We ordered our food in addition to three pints of Guinness from the bar. Around ten or fifteen minutes later, we received three piping plates loaded with bacon, eggs, sausage, blood pudding, baked beans, liver, cooked kidneys, and (in Greg's case) a small steak. On the whole, it was one of the best breakfasts I ever had. It certainly had more meat than I've ever had at a breakfast. And while I'd like to say that I fell in love with cooked kidneys as soon as the first one touched my lips, that would be a lie. A bald-faced, unequivocal, undeniable, inescapble lie. I felt like I was going to die--or I wanted to, anyway--but still, I slogged my way through it till I finished almost everything I was served. When we left the Cock Tavern, there were one or two kidneys and a half-piece of liver on my plate, but nothing more. The meal was very good, but the experience is what matters, ultimately. It was definitely worth the early morning and the eleven-pounds-thirteen I had to hand over to the bartender. (So much for making my budget for the day).
Returning to the Arran House a little before nine o' clock, I talked with Shannyn for a while in the breakfast room, and then I worked to complete my journal entry for the 4th of September before a classroom session we had scheduled for ten o' clock. Professor Rudalevige didn't lead today's classroom session, unfortunately; instead, it was a Professor Hamburger from the University of East Anglia (UEA) in Norwich. She really didn't impress me. She provided a brief historical background concerning poverty in Victorian London and the well-to-do population's efforts to combat it, which was pretty complete, but unspectacular. I could have had it from a textbook and saved her the expense of a train ticket to London. She also didn't furnish us with much of an opportunity for input, asking a question and then pausing perhaps one or two seconds before promptly giving the answer. She even distributed a handout, a photocopy of a semi-satirical sketch depicting social divisions during the Victorian period; she said we were supposed to see if we couldn't unpack what it said about Victorian culture--and then with hardly a word from anyone in the class besides Shannyn, she proceeded to tell us what it meant.

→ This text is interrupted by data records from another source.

//! Host method-call surface.
//!
//! The host sends `{method, arguments}` pairs with loosely typed JSON
//! arguments. Calls are decoded into [`MarkerOperation`]s and routed to the
//! controller of the addressed map context; the reply is a boolean
//! acknowledgement.

use std::fmt;
use std::sync::{PoisonError, RwLock};

use fxhash::FxHashMap;
use serde::{Deserialize, Serialize};
use serde_json::Value;

use crate::controller::MarkerController;
use crate::markers::{parse_markers, parse_updates, ClusteringOptions, MarkerOperation};
use crate::{MarkerError, Result};

/// Marker methods understood on the channel
#[derive(Debug, Clone, Copy, PartialEq, Eq)]
pub enum MarkerMethod {
    AddMarkers,
    UpdateMarkers,
    RemoveMarkers,
    ClearAllMarkers,
    SetClusteringOptions,
}

impl MarkerMethod {
    pub fn from_name(name: &str) -> Option<Self> {
        match name {
            "addMarkers" => Some(Self::AddMarkers),
            "updateMarkers" => Some(Self::UpdateMarkers),
            "removeMarkers" => Some(Self::RemoveMarkers),
            "clearAllMarkers" => Some(Self::ClearAllMarkers),
            "setClusteringOptions" => Some(Self::SetClusteringOptions),
            _ => None,
        }
    }

    pub fn name(&self) -> &'static str {
        match self {
            Self::AddMarkers => "addMarkers",
            Self::UpdateMarkers => "updateMarkers",
            Self::RemoveMarkers => "removeMarkers",
            Self::ClearAllMarkers => "clearAllMarkers",
            Self::SetClusteringOptions => "setClusteringOptions",
        }
    }
}

/// One call from the host
#[derive(Debug, Clone, PartialEq, Serialize, Deserialize)]
pub struct MethodCall {
    pub method: String,
    #[serde(default)]
    pub arguments: Value,
}

impl MethodCall {
    pub fn new(method: impl Into<String>, arguments: Value) -> Self {
        Self {
            method: method.into(),
            arguments,
        }
    }

    /// Decode into an operation. Malformed entries inside a list are
    /// skipped; a missing top-level list or an unknown method is an error.
    pub fn decode(&self) -> Result<MarkerOperation> {
        let method = MarkerMethod::from_name(&self.method)
            .ok_or_else(|| MarkerError::UnknownMethod(self.method.clone()))?;

        let operation = match method {
            MarkerMethod::AddMarkers => MarkerOperation::Add {
                markers: parse_markers(self.list("markers")?),
                clustering: self
                    .arguments
                    .get("clustering")
                    .filter(|c| c.is_object())
                    .map(ClusteringOptions::from_value),
            },
            MarkerMethod::UpdateMarkers => {
                MarkerOperation::Update(parse_updates(self.list("markers")?))
            }
            MarkerMethod::RemoveMarkers => {
                let ids = self
                    .list("markerIds")?
                    .iter()
                    .filter_map(|id| match id.as_str() {
                        Some(id) => Some(id.to_string()),
                        None => {
                            log::warn!("skipping non-string marker id {}", id);
                            None
                        }
                    })
                    .collect();
                MarkerOperation::Remove(ids)
            }
            MarkerMethod::ClearAllMarkers => MarkerOperation::ClearAll,
            MarkerMethod::SetClusteringOptions => {
                MarkerOperation::SetClustering(ClusteringOptions::from_value(&self.arguments))
            }
        };
        Ok(operation)
    }

    fn list(&self, key: &str) -> Result<&[Value]> {
        self.arguments
            .get(key)
            .and_then(Value::as_array)
            .map(Vec::as_slice)
            .ok_or_else(|| {
                MarkerError::InvalidArguments(format!("{} requires a '{}' list", self.method, key))
            })
    }
}

/// Which map view a call is addressed to
#[derive(Debug, Clone, Copy, PartialEq, Eq, Hash, Serialize, Deserialize)]
#[serde(rename_all = "camelCase")]
pub enum SurfaceContext {
    FullScreen,
    Embedded,
}

impl fmt::Display for SurfaceContext {
    fn fmt(&self, f: &mut fmt::Formatter<'_>) -> fmt::Result {
        match self {
            Self::FullScreen => f.write_str("full-screen"),
            Self::Embedded => f.write_str("embedded"),
        }
    }
}

/// Routes host calls to the controller registered for each context.
/// Both contexts expose the same operations.
#[derive(Default)]
pub struct MarkerChannel {
    controllers: RwLock<FxHashMap<SurfaceContext, MarkerController>>,
}

impl MarkerChannel {
    pub fn new() -> Self {
        Self::default()
    }

    /// Register a controller, returning the one it replaces
    pub fn register(
        &self,
        context: SurfaceContext,
        controller: MarkerController,
    ) -> Option<MarkerController> {
        self.controllers
            .write()
            .unwrap_or_else(PoisonError::into_inner)
            .insert(context, controller)
    }

    pub fn unregister(&self, context: SurfaceContext) -> Option<MarkerController> {
        self.controllers
            .write()
            .unwrap_or_else(PoisonError::into_inner)
            .remove(&context)
    }

    pub fn controller(&self, context: SurfaceContext) -> Option<MarkerController> {
        self.controllers
            .read()
            .unwrap_or_else(PoisonError::into_inner)
            .get(&context)
            .cloned()
    }

    /// Decode and dispatch one call, returning the acknowledgement
    pub async fn handle(&self, context: SurfaceContext, call: &MethodCall) -> bool {
        let Some(controller) = self.controller(context) else {
            log::warn!("{} called on {} with no map attached", call.method, context);
            return false;
        };
        match call.decode() {
            Ok(operation) => controller.acknowledge(operation).await,
            Err(e) => {
                log::warn!("rejecting {} on {}: {}", call.method, context, e);
                false
            }
        }
    }
}

#[cfg(test)]
mod tests {
    use super::*;
    use crate::core::geo::LatLng;
    use serde_json::json;

    #[test]
    fn test_decode_add_with_clustering() {
        let call = MethodCall::new(
            "addMarkers",
            json!({
                "markers": [
                    {"id": "A", "latitude": 37.0, "longitude": -122.0},
                    {"id": "broken"}
                ],
                "clustering": {"enabled": false, "clusterRadius": 70}
            }),
        );

        match call.decode().unwrap() {
            MarkerOperation::Add {
                markers,
                clustering,
            } => {
                assert_eq!(markers.len(), 1);
                assert_eq!(markers[0].position, LatLng::new(37.0, -122.0));
                assert_eq!(clustering, Some(ClusteringOptions::new(false, 70, 14)));
            }
            other => panic!("unexpected {:?}", other),
        }
    }

    #[test]
    fn test_decode_remove_and_clear() {
        let remove = MethodCall::new("removeMarkers", json!({"markerIds": ["A", 7, "Z"]}));
        assert_eq!(
            remove.decode().unwrap(),
            MarkerOperation::Remove(vec!["A".into(), "Z".into()])
        );

        let clear = MethodCall::new("clearAllMarkers", Value::Null);
        assert_eq!(clear.decode().unwrap(), MarkerOperation::ClearAll);
    }

    #[test]
    fn test_decode_clustering_defaults() {
        let call = MethodCall::new("setClusteringOptions", Value::Null);
        assert_eq!(
            call.decode().unwrap(),
            MarkerOperation::SetClustering(ClusteringOptions::default())
        );
    }

    #[test]
    fn test_structural_errors() {
        assert!(matches!(
            MethodCall::new("updateMarkers", json!({})).decode(),
            Err(MarkerError::InvalidArguments(_))
        ));
        assert!(matches!(
            MethodCall::new("removeMarkers", json!({"markerIds": "A"})).decode(),
            Err(MarkerError::InvalidArguments(_))
        ));
        assert!(matches!(
            MethodCall::new("startNavigation", json!({})).decode(),
            Err(MarkerError::UnknownMethod(_))
        ));
    }

    #[test]
    fn test_method_call_deserializes() {
        let call: MethodCall =
            serde_json::from_str(r#"{"method": "clearAllMarkers"}"#).unwrap();
        assert_eq!(call.arguments, Value::Null);
        assert_eq!(MarkerMethod::from_name(&call.method), Some(MarkerMethod::ClearAllMarkers));
    }

    #[tokio::test]
    async fn test_unregistered_context_fails() {
        let channel = MarkerChannel::new();
        let call = MethodCall::new("clearAllMarkers", Value::Null);
        assert!(!channel.handle(SurfaceContext::Embedded, &call).await);
    }
}
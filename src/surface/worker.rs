//! Render-thread executor.
//!
//! A single task owns the [`MapSurface`] and drains an ordered command
//! channel; every annotation mutation in the crate is marshalled onto it
//! through a cloneable [`SurfaceHandle`]. The worker keys annotations by
//! marker id, so commands addressed to a marker that was removed or
//! cleared in the meantime are no-ops.

use fxhash::FxHashMap;
use tokio::sync::{mpsc, oneshot};
use tokio::task::JoinHandle;

use crate::core::geo::LatLng;
use crate::icons::cache::MarkerBitmap;
use crate::markers::spec::ClusteringOptions;
use crate::surface::adapter::{Annotation, AnnotationHandle, MapSurface};
use crate::{runtime, MarkerError, Result};

/// Reply to an attach, resolved once the worker has processed it
pub type PendingAttach = oneshot::Receiver<Result<AnnotationHandle>>;

enum SurfaceCommand {
    Initialize {
        reply: oneshot::Sender<Result<()>>,
    },
    Attach {
        annotation: Annotation,
        reply: oneshot::Sender<Result<AnnotationHandle>>,
    },
    Move {
        marker_id: String,
        position: LatLng,
    },
    SetImage {
        marker_id: String,
        image: MarkerBitmap,
    },
    Detach {
        marker_ids: Vec<String>,
    },
    DetachAll,
    Configure {
        options: ClusteringOptions,
    },
    Barrier {
        reply: oneshot::Sender<()>,
    },
    Shutdown,
}

struct Attached {
    handle: AnnotationHandle,
    annotation: Annotation,
}

pub struct SurfaceWorker {
    surface: Box<dyn MapSurface>,
    attached: FxHashMap<String, Attached>,
    commands: mpsc::UnboundedReceiver<SurfaceCommand>,
}

impl SurfaceWorker {
    /// Move `surface` onto its own task. The join handle yields the surface
    /// back once every handle is dropped or [`SurfaceHandle::shutdown`] is
    /// called.
    pub fn spawn(surface: Box<dyn MapSurface>) -> (SurfaceHandle, JoinHandle<Box<dyn MapSurface>>) {
        let (tx, rx) = mpsc::unbounded_channel();
        let worker = Self {
            surface,
            attached: FxHashMap::default(),
            commands: rx,
        };
        (SurfaceHandle { commands: tx }, runtime::spawn(worker.run()))
    }

    async fn run(mut self) -> Box<dyn MapSurface> {
        while let Some(command) = self.commands.recv().await {
            if !self.handle(command) {
                break;
            }
        }
        log::debug!("surface worker stopped with {} annotations", self.attached.len());
        self.surface
    }

    fn handle(&mut self, command: SurfaceCommand) -> bool {
        match command {
            SurfaceCommand::Initialize { reply } => {
                let _ = reply.send(self.surface.initialize());
            }
            SurfaceCommand::Attach { annotation, reply } => {
                let _ = reply.send(self.attach(annotation));
            }
            SurfaceCommand::Move {
                marker_id,
                position,
            } => self.move_annotation(&marker_id, position),
            SurfaceCommand::SetImage { marker_id, image } => self.set_image(&marker_id, image),
            SurfaceCommand::Detach { marker_ids } => {
                for marker_id in marker_ids {
                    self.detach(&marker_id);
                }
            }
            SurfaceCommand::DetachAll => self.detach_all(),
            SurfaceCommand::Configure { options } => {
                if let Err(e) = self.surface.set_clustering(&options) {
                    log::warn!("failed to apply clustering options: {}", e);
                }
            }
            SurfaceCommand::Barrier { reply } => {
                let _ = reply.send(());
            }
            SurfaceCommand::Shutdown => return false,
        }
        true
    }

    fn attach(&mut self, annotation: Annotation) -> Result<AnnotationHandle> {
        // Replace rather than duplicate
        self.detach(&annotation.marker_id);
        let handle = self.surface.add_annotation(&annotation)?;
        self.attached.insert(
            annotation.marker_id.clone(),
            Attached { handle, annotation },
        );
        Ok(handle)
    }

    fn move_annotation(&mut self, marker_id: &str, position: LatLng) {
        let Some(entry) = self.attached.get_mut(marker_id) else {
            log::debug!("move for detached marker {} ignored", marker_id);
            return;
        };
        entry.annotation.position = position;
        if let Err(e) = self.surface.move_annotation(entry.handle, position) {
            log::warn!("moving {} failed ({}), recreating annotation", marker_id, e);
            self.recreate(marker_id);
        }
    }

    fn set_image(&mut self, marker_id: &str, image: MarkerBitmap) {
        let Some(entry) = self.attached.get_mut(marker_id) else {
            log::debug!("image for detached marker {} ignored", marker_id);
            return;
        };
        entry.annotation.image = image;
        if let Err(e) = self.surface.set_annotation_image(entry.handle, &entry.annotation.image) {
            log::warn!("image swap on {} failed ({}), recreating annotation", marker_id, e);
            self.recreate(marker_id);
        }
    }

    /// Detach and re-add from the last known annotation state
    fn recreate(&mut self, marker_id: &str) {
        let Some(entry) = self.attached.remove(marker_id) else {
            return;
        };
        if let Err(e) = self.surface.remove_annotation(entry.handle) {
            log::debug!("removing stale {} failed: {}", entry.handle, e);
        }
        match self.surface.add_annotation(&entry.annotation) {
            Ok(handle) => {
                self.attached.insert(
                    marker_id.to_string(),
                    Attached {
                        handle,
                        annotation: entry.annotation,
                    },
                );
            }
            Err(e) => log::error!("could not recreate annotation for {}: {}", marker_id, e),
        }
    }

    fn detach(&mut self, marker_id: &str) {
        if let Some(entry) = self.attached.remove(marker_id) {
            if let Err(e) = self.surface.remove_annotation(entry.handle) {
                log::warn!("failed to remove {} for {}: {}", entry.handle, marker_id, e);
            }
        }
    }

    fn detach_all(&mut self) {
        if let Err(e) = self.surface.remove_all() {
            log::warn!("bulk removal failed ({}), removing individually", e);
            for (_, entry) in self.attached.drain() {
                let _ = self.surface.remove_annotation(entry.handle);
            }
        }
        self.attached.clear();
    }
}

/// Cloneable sender side of a surface worker.
///
/// Enqueueing never blocks, so it is safe to call while holding the marker
/// store lock; that is what keeps surface commands in store order.
#[derive(Clone)]
pub struct SurfaceHandle {
    commands: mpsc::UnboundedSender<SurfaceCommand>,
}

impl SurfaceHandle {
    fn send(&self, command: SurfaceCommand) -> Result<()> {
        self.commands
            .send(command)
            .map_err(|_| MarkerError::SurfaceUnavailable("surface worker stopped".into()))
    }

    async fn reply<T>(receiver: oneshot::Receiver<T>) -> Result<T> {
        receiver
            .await
            .map_err(|_| MarkerError::SurfaceUnavailable("surface worker dropped a reply".into()))
    }

    pub async fn initialize(&self) -> Result<()> {
        let (reply, receiver) = oneshot::channel();
        self.send(SurfaceCommand::Initialize { reply })?;
        Self::reply(receiver).await?
    }

    /// Enqueue an attach and return a receiver for its handle
    pub fn attach(&self, annotation: Annotation) -> Result<PendingAttach> {
        let (reply, receiver) = oneshot::channel();
        self.send(SurfaceCommand::Attach { annotation, reply })?;
        Ok(receiver)
    }

    pub fn move_to(&self, marker_id: &str, position: LatLng) -> Result<()> {
        self.send(SurfaceCommand::Move {
            marker_id: marker_id.to_string(),
            position,
        })
    }

    pub fn set_image(&self, marker_id: &str, image: MarkerBitmap) -> Result<()> {
        self.send(SurfaceCommand::SetImage {
            marker_id: marker_id.to_string(),
            image,
        })
    }

    pub fn detach(&self, marker_ids: Vec<String>) -> Result<()> {
        self.send(SurfaceCommand::Detach { marker_ids })
    }

    pub fn detach_all(&self) -> Result<()> {
        self.send(SurfaceCommand::DetachAll)
    }

    pub fn configure(&self, options: ClusteringOptions) -> Result<()> {
        self.send(SurfaceCommand::Configure { options })
    }

    /// Resolves once every command enqueued before it has been applied
    pub async fn barrier(&self) -> Result<()> {
        let (reply, receiver) = oneshot::channel();
        self.send(SurfaceCommand::Barrier { reply })?;
        Self::reply(receiver).await
    }

    /// Stop the worker after the commands already queued
    pub fn shutdown(&self) {
        let _ = self.send(SurfaceCommand::Shutdown);
    }

    pub fn is_closed(&self) -> bool {
        self.commands.is_closed()
    }
}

Her worst offence, though, was that she was so unoriginal, making contentions that really didn't qualify as such since they were as closed to universally recognised within the community of intellectuals as skin to a potato. Here's a great case in point. After a prolonged exposition on how Charles Dickens, Elizabeth Gaskell, and others depicted poverty and reform efforts in the Victorian Era, she concluded: "I would argue then that these authors tried to affect social reform through their writing." Gee, do you really think so? I know that this all seems excessively critical on my part, but generally, I prefer my special lecturers to lecture about something truly special, not something I've read in tens of articles or heard from my father when I was a boy on his knee. Moreover, arguing that Victorian authors used their writing to affect social reform is problematic, since it was pretty evident that this "conclusion" was something of an assumption which underlied her entire argument.
(Of course, in the poor woman's defence, I should say that the topic on which she was supposed to lecture was somewhat outside of her academic specialty, which she admitted was how Victorian society approached the problem of lunacy. We were expecting her to discuss schools, railways, factories, and coal mines when she was best prepared for a conversation about lunatic asylums and psychological diagnoses.)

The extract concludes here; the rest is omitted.